American politician (1886–1936)

Charles Edward Roesch (March 31, 1886 – January 15, 1936) was Mayor of the City of Buffalo, New York, serving from 1930 until 1933. He was born in Buffalo at 613 Oak Street on March 31, 1886, the son of a leading local meatpacker. He graduated from Public School No. 15 in June, 1901, and he joined his father in his wholesale and retail meat business in the Chippewa Market. In 1914, he started his own meat business at the Broadway Market. He married Mabel C. Klinck on June 3, 1914; her uncle was former mayor Louis P. Fuhrmann. The Roesch's lived at one address for their entire marriage, 633 North Oak Street, just down the block from where he was born.

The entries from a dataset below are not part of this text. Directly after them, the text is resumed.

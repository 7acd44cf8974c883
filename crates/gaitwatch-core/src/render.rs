//! Hand-off of envelope series to renderers.
//!
//! [`ComparisonPlot`] is the flattened, renderer-ready form of an
//! [`AxisEnvelope`]: every curve already has one value per time step.
//! [`CsvSeriesRenderer`] writes each plot as a CSV file that plotting tools
//! can pick up; image drawing is left to external tools.

use std::fs;
use std::path::{Path, PathBuf};

use serde::Serialize;
use tracing::debug;

use crate::envelope::{AxisEnvelope, BaselineEnvelope};
use crate::error::RenderError;

/// One axis' comparison curves.
#[derive(Debug, Clone, PartialEq, Serialize)]
pub struct ComparisonPlot {
    /// Axis label, e.g. `"X Accel"`.
    pub label: String,
    /// Destination identifier, e.g. `"x_graph"`.
    pub destination: String,
    /// Live curve.
    pub live: Vec<f64>,
    /// Nearest-normal curve.
    pub normal: Vec<f64>,
    /// Lower band edge per step.
    pub band_lower: Vec<f64>,
    /// Upper band edge per step.
    pub band_upper: Vec<f64>,
}

impl ComparisonPlot {
    /// Flatten an axis envelope.
    #[must_use]
    pub fn from_envelope(envelope: &AxisEnvelope) -> Self {
        let n = envelope.len();
        Self {
            label: envelope.axis.label().to_string(),
            destination: envelope.axis.destination().to_string(),
            live: envelope.live.clone(),
            normal: envelope.nearest_normal.clone(),
            band_lower: vec![envelope.band_lower(); n],
            band_upper: vec![envelope.band_upper(); n],
        }
    }

    /// Check that every curve has one value per live point.
    ///
    /// # Errors
    ///
    /// Returns [`RenderError::LengthMismatch`] naming the first curve whose
    /// length differs from `live`.
    pub fn check_lengths(&self) -> Result<(), RenderError> {
        let live = self.live.len();
        [
            ("normal", self.normal.len()),
            ("band_lower", self.band_lower.len()),
            ("band_upper", self.band_upper.len()),
        ]
        .into_iter()
        .find(|(_, len)| *len != live)
        .map_or(Ok(()), |(series, len)| {
            Err(RenderError::LengthMismatch {
                destination: self.destination.clone(),
                live,
                series,
                len,
            })
        })
    }

    /// Plots for all three axes in X, Y, Z order.
    #[must_use]
    pub fn all(envelope: &BaselineEnvelope) -> Vec<Self> {
        envelope.axes().into_iter().map(Self::from_envelope).collect()
    }
}

/// Consumer of comparison plots.
pub trait EnvelopeRenderer {
    /// Render one plot to its destination.
    ///
    /// # Errors
    ///
    /// Returns [`RenderError`] if output cannot be produced.
    fn render(&self, plot: &ComparisonPlot) -> Result<(), RenderError>;

    /// Render every plot, stopping at the first failure.
    ///
    /// # Errors
    ///
    /// Propagates the first [`RenderError`].
    fn render_all(&self, plots: &[ComparisonPlot]) -> Result<(), RenderError> {
        plots.iter().try_for_each(|p| self.render(p))
    }
}

#[derive(Serialize)]
struct SeriesRow {
    step: usize,
    live: f64,
    normal: f64,
    band_lower: f64,
    band_upper: f64,
}

/// Writes `<destination>.csv` into an output directory.
#[derive(Debug, Clone)]
pub struct CsvSeriesRenderer {
    dir: PathBuf,
}

impl CsvSeriesRenderer {
    /// Write into `dir`, created on first use.
    #[must_use]
    pub fn new(dir: impl Into<PathBuf>) -> Self {
        Self { dir: dir.into() }
    }

    /// Path a plot is written to.
    #[must_use]
    pub fn path_for(&self, plot: &ComparisonPlot) -> PathBuf {
        self.dir.join(format!("{}.csv", plot.destination))
    }

    /// Output directory.
    #[must_use]
    pub fn dir(&self) -> &Path {
        &self.dir
    }
}

impl EnvelopeRenderer for CsvSeriesRenderer {
    fn render(&self, plot: &ComparisonPlot) -> Result<(), RenderError> {
        let io_err = |source| RenderError::Io {
            destination: plot.destination.clone(),
            source,
        };
        plot.check_lengths()?;
        fs::create_dir_all(&self.dir).map_err(io_err)?;
        let path = self.path_for(plot);

        let mut wtr = csv::Writer::from_path(&path)?;
        let steps = plot
            .live
            .iter()
            .zip(&plot.normal)
            .zip(plot.band_lower.iter().zip(&plot.band_upper));
        for (step, ((&live, &normal), (&band_lower, &band_upper))) in steps.enumerate() {
            wtr.serialize(SeriesRow {
                step,
                live,
                normal,
                band_lower,
                band_upper,
            })?;
        }
        wtr.flush().map_err(io_err)?;

        debug!(path = %path.display(), points = plot.live.len(), "Wrote comparison series");
        Ok(())
    }
}

#[cfg(test)]
mod tests {
    use super::*;
    use crate::envelope::EnvelopeBuilder;
    use crate::types::AccelSample;

    fn envelope() -> BaselineEnvelope {
        let normal = vec![AccelSample::new(0.0, 0.0, 9.6), AccelSample::new(0.0, 0.0, 10.0)];
        let live = vec![AccelSample::new(0.1, 0.0, 9.7), AccelSample::new(0.2, 0.1, 9.9)];
        EnvelopeBuilder::new().build_from_normal(&normal, &live)
    }

    #[test]
    fn plots_follow_axis_order_and_length() {
        let plots = ComparisonPlot::all(&envelope());
        let labels: Vec<_> = plots.iter().map(|p| p.label.as_str()).collect();
        assert_eq!(labels, ["X Accel", "Y Accel", "Z Accel"]);
        assert_eq!(plots[2].destination, "z_graph");
        for p in &plots {
            assert_eq!(p.band_lower.len(), p.live.len());
            assert_eq!(p.band_upper.len(), p.live.len());
            assert_eq!(p.normal.len(), p.live.len());
        }
        assert!(plots[2].band_lower[0] < plots[2].band_upper[0]);
    }

    #[test]
    fn mismatched_curves_are_rejected_without_writing() {
        let dir = tempfile::tempdir().unwrap();
        let renderer = CsvSeriesRenderer::new(dir.path());
        let mut plot = ComparisonPlot::all(&envelope()).remove(0);
        plot.normal.pop();

        let err = renderer.render(&plot).unwrap_err();
        assert!(
            matches!(err, RenderError::LengthMismatch { series: "normal", live: 2, len: 1, .. }),
            "{err}"
        );
        assert!(!renderer.path_for(&plot).exists());
    }

    #[test]
    fn csv_renderer_writes_one_file_per_axis() {
        let dir = tempfile::tempdir().unwrap();
        let renderer = CsvSeriesRenderer::new(dir.path().join("static"));
        let plots = ComparisonPlot::all(&envelope());
        renderer.render_all(&plots).unwrap();

        for p in &plots {
            let body = std::fs::read_to_string(renderer.path_for(p)).unwrap();
            let mut lines = body.lines();
            assert_eq!(lines.next(), Some("step,live,normal,band_lower,band_upper"));
            assert_eq!(lines.count(), 2);
        }
    }
}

He was elected Mayor on November 5, 1929, as the Republican candidate. During his term the country was in the throes of the Great Depression and Roesch was a leader and innovator in the relief programs for the unemployed. Buffalo's iconic city hall opened for business. After serving one term, he returned to his wholesale and retail meat business. He died on January 15, 1936, and was buried in Forest Lawn Cemetery.

Roesch Memorial Stadium opened in his honor in 1937.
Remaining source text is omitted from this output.